We use the same LLMs as in §3.1, as they can provide concise answers to the questions and come from different model bases. Regarding the datasets, CARE-MI, M3KE, and ARC are derived from website documents, while the MATH dataset, synthetically generated by us, ensures that the LLMs have not been exposed to identical questions during training. Results are presented in Table 4, from which we can extract the following conclusions:

Within the GPT family, GPT-3.5-turbo and GPT4 exhibit different behavior. When predicting incorrect options (A, B, or C), GPT4 shows a stronger inclination towards the option positioned first compared to GPT-3.5-turbo. Specifically, when option B is presented first, GPT-3.5-turbo tends to lean towards selecting option B. Furthermore, ChatGLM-6B showcases a certain preference for the first two options.

The behavior of the LLMs remains consistent across datasets originating from different languages and sources. Hence, we can conclude that the dataset’s language or source, regardless of whether the models were previously exposed to them or not, is not the underlying cause of the models’ positional preferences.

3. Yes, LLMs are sensitive to ordering

Our experiments showed that the order of candidate answers in MCQs significantly impacts LLMs outputs. GPT-3.5-turbo and GPT4 exhibited different preferences, while ChatGLM-6B showed a certain preference for the first two positions. In addition, the positional preferences in each LLM seemed to remain consistent across datasets originating from different languages and sources.

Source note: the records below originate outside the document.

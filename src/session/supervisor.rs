//! Owns the current session and its lifecycle.
//!
//! Connect builds a fresh [`SessionContext`] from storage; disconnect tears
//! it down. At most one connect or reconnect runs at a time; a second
//! caller gets [`SessionError::ConnectInProgress`] instead of waiting.

use std::sync::Arc;
use std::sync::atomic::{AtomicBool, Ordering};
use tokio::sync::Mutex;
use tracing::{info, warn};

use super::context::{SessionContext, SessionParams};
use super::handle::SessionHandle;
use crate::ai;
use crate::config::ModerationSettings;
use crate::error::SessionError;
use crate::plugins::PluginCatalog;
use crate::relay::Hub;
use crate::storage::Storage;

/// Clears the in-flight flag when the connect attempt ends, however it ends.
struct ConnectGuard<'a>(&'a AtomicBool);

impl<'a> ConnectGuard<'a> {
    fn acquire(flag: &'a AtomicBool) -> Result<Self, SessionError> {
        flag.compare_exchange(false, true, Ordering::AcqRel, Ordering::Acquire)
            .map_err(|_| SessionError::ConnectInProgress)?;
        Ok(Self(flag))
    }
}

impl Drop for ConnectGuard<'_> {
    fn drop(&mut self) {
        self.0.store(false, Ordering::Release);
    }
}

pub struct Supervisor {
    storage: Arc<dyn Storage>,
    hub: Hub,
    catalog: PluginCatalog,
    moderation: ModerationSettings,
    current: Mutex<Option<SessionContext>>,
    connecting: AtomicBool,
}

impl Supervisor {
    pub fn new(
        storage: Arc<dyn Storage>,
        hub: Hub,
        catalog: PluginCatalog,
        moderation: ModerationSettings,
    ) -> Self {
        Self {
            storage,
            hub,
            catalog,
            moderation,
            current: Mutex::new(None),
            connecting: AtomicBool::new(false),
        }
    }

    pub fn hub(&self) -> &Hub {
        &self.hub
    }

    /// Handle to the live session, if any.
    pub async fn current(&self) -> Option<SessionHandle> {
        self.current
            .lock()
            .await
            .as_ref()
            .filter(|ctx| ctx.is_alive())
            .map(|ctx| ctx.handle().clone())
    }

    pub async fn is_connected(&self) -> bool {
        self.current().await.is_some()
    }

    /// Start a fresh session from the stored connection settings.
    pub async fn connect(&self) -> Result<SessionHandle, SessionError> {
        let _guard = ConnectGuard::acquire(&self.connecting)?;
        let mut current = self.current.lock().await;
        if current.as_ref().is_some_and(SessionContext::is_alive) {
            return Err(SessionError::AlreadyConnected);
        }
        // A session that ended on its own leaves a finished context behind.
        if let Some(stale) = current.take() {
            let _ = stale.stop().await;
        }
        self.start_locked(&mut current).await
    }

    /// Tear down the live session. Observers are told it is gone.
    pub async fn disconnect(&self) -> Result<(), SessionError> {
        let context = self.current.lock().await.take();
        match context {
            Some(ctx) if ctx.is_alive() => {
                info!(server = %ctx.server(), "Disconnecting session");
                ctx.stop().await
            }
            Some(ctx) => {
                let _ = ctx.stop().await;
                Err(SessionError::NotConnected)
            }
            None => Err(SessionError::NotConnected),
        }
    }

    /// Disconnect (if connected) and connect again as a fresh session.
    pub async fn reconnect(&self) -> Result<SessionHandle, SessionError> {
        let _guard = ConnectGuard::acquire(&self.connecting)?;
        let mut current = self.current.lock().await;
        if let Some(ctx) = current.take()
            && let Err(e) = ctx.stop().await
        {
            warn!(error = %e, "Previous session did not stop cleanly");
        }
        self.start_locked(&mut current).await
    }

    async fn start_locked(&self, slot: &mut Option<SessionContext>) -> Result<SessionHandle, SessionError> {
        let irc = self.storage.connection_settings().await?;
        let ai_config = self.storage.ai_settings().await?;
        let modules = self.storage.enabled_modules().await?;
        let moderation = self.storage.moderation_configs().await?;

        info!(server = %irc.server, port = irc.port, nick = %irc.nick, tls = irc.tls, "Starting session");
        let context = SessionContext::start(
            SessionParams {
                irc,
                ai: ai::from_config(&ai_config),
                catalog: self.catalog.clone(),
                modules,
                moderation_settings: self.moderation.clone(),
                moderation,
            },
            self.hub.clone(),
        );
        let handle = context.handle().clone();
        *slot = Some(context);
        Ok(handle)
    }

    /// Re-read moderation configs and hand them to the live session.
    /// Returns how many channel configs were loaded.
    pub async fn reload_moderation(&self) -> Result<usize, SessionError> {
        let configs = self.storage.moderation_configs().await?;
        let count = configs.len();
        let handle = self.current().await.ok_or(SessionError::NotConnected)?;
        handle.reload_moderation(configs)?;
        Ok(count)
    }

    /// Re-read enabled modules and reload them all.
    pub async fn reload_modules(&self) -> Result<usize, SessionError> {
        let descriptors = self.storage.enabled_modules().await?;
        let count = descriptors.len();
        let handle = self.current().await.ok_or(SessionError::NotConnected)?;
        handle.reload_modules(descriptors)?;
        Ok(count)
    }

    /// Reload one module from storage; a missing or disabled module is unloaded.
    pub async fn reload_module(&self, id: i64) -> Result<(), SessionError> {
        let descriptor = self.storage.module(id).await?;
        let handle = self.current().await.ok_or(SessionError::NotConnected)?;
        handle.reload_module(id, descriptor)
    }

    /// Disconnect if connected; used at process exit.
    pub async fn shutdown(&self) {
        match self.disconnect().await {
            Ok(()) | Err(SessionError::NotConnected) => {}
            Err(e) => warn!(error = %e, "Session did not shut down cleanly"),
        }
    }
}
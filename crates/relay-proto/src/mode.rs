//! Channel MODE line parsing.
//!
//! Uses the common CHANMODES layout: list modes and prefix modes always take
//! a parameter, `k` always does, `l` only when being set.

/// One `+x`/`-x` flag with its parameter, if it takes one.
#[derive(Debug, Clone, PartialEq, Eq)]
pub struct ModeChange {
    pub adding: bool,
    pub mode: char,
    pub arg: Option<String>,
}

/// Prefix modes, highest rank first.
pub const PREFIX_MODES: [(char, char); 5] = [('q', '~'), ('a', '&'), ('o', '@'), ('h', '%'), ('v', '+')];

fn takes_arg(mode: char, adding: bool) -> bool {
    match mode {
        'q' | 'a' | 'o' | 'h' | 'v' | 'b' | 'e' | 'I' | 'k' => true,
        'l' => adding,
        _ => false,
    }
}

/// Expand `"+ov-b"` with `["alice", "bob", "*!*@x"]` into individual changes.
///
/// Missing parameters yield `arg: None`; surplus parameters are ignored.
pub fn parse_mode_changes(modes: &str, args: &[String]) -> Vec<ModeChange> {
    let mut changes = Vec::new();
    let mut args = args.iter();
    let mut adding = true;

    for c in modes.chars() {
        match c {
            '+' => adding = true,
            '-' => adding = false,
            mode => {
                let arg = if takes_arg(mode, adding) {
                    args.next().cloned()
                } else {
                    None
                };
                changes.push(ModeChange { adding, mode, arg });
            }
        }
    }
    changes
}

#[cfg(test)]
mod tests {
    use super::*;

    fn args(list: &[&str]) -> Vec<String> {
        list.iter().map(|s| s.to_string()).collect()
    }

    #[test]
    fn mixed_modes_consume_args_in_order() {
        let changes = parse_mode_changes("+ob-v", &args(&["alice", "*!*@spam", "bob"]));
        assert_eq!(changes.len(), 3);
        assert_eq!(changes[0], ModeChange { adding: true, mode: 'o', arg: Some("alice".into()) });
        assert_eq!(changes[1].arg.as_deref(), Some("*!*@spam"));
        assert_eq!(changes[2], ModeChange { adding: false, mode: 'v', arg: Some("bob".into()) });
    }

    #[test]
    fn flag_modes_take_no_args() {
        let changes = parse_mode_changes("+nt-l", &args(&["ignored"]));
        assert!(changes.iter().all(|c| c.arg.is_none()));
        assert_eq!(changes.len(), 3);
    }

    #[test]
    fn limit_takes_arg_only_when_set() {
        let changes = parse_mode_changes("+l", &args(&["25"]));
        assert_eq!(changes[0].arg.as_deref(), Some("25"));
    }

    #[test]
    fn missing_arg_is_none() {
        let changes = parse_mode_changes("+b", &[]);
        assert_eq!(changes[0].arg, None);
    }
}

These findings are problematic because they reveal potential biases and inconsistencies in LLM outputs, which can affect the reliability and accuracy of their responses. Failure to understand and address these preferences may lead to biased recommendations, inaccurate information retrieval, and flawed decision-making. It is important to develop methods to mitigate these effects, as well as to investigate evaluation protocols that are less impacted by positional preferences. In light of these observations, in the next section, we compare MCQs and LFGQs evaluation methods.

Multiple Choice vs Long Form Generation

To compare QA evaluation formats and gain a deeper understanding of LLMs evaluation protocols, we expose several LLMs to the same questions presented in different formats. Then, we analyze and compare the results in three spaces: the direct output space (§4.1), the token logits space (§4.2), and the embedding space (§4.3).

In the direct output space, which refers to the responses generated by the LLMs, accuracy is one of the most common evaluation metrics used for benchmarking purposes and performance assessment. The difference in accuracy between the MCQs and LFGQs formats is the first aspect we consider (§4.1.1). Additionally, we study the relationship between consistency and accuracy (§4.1.2) by exploring whether LLMs, if familiar with a particular concept, tend to generate responses that are similar and encompass consistent factual information (Manakul et al., 2023).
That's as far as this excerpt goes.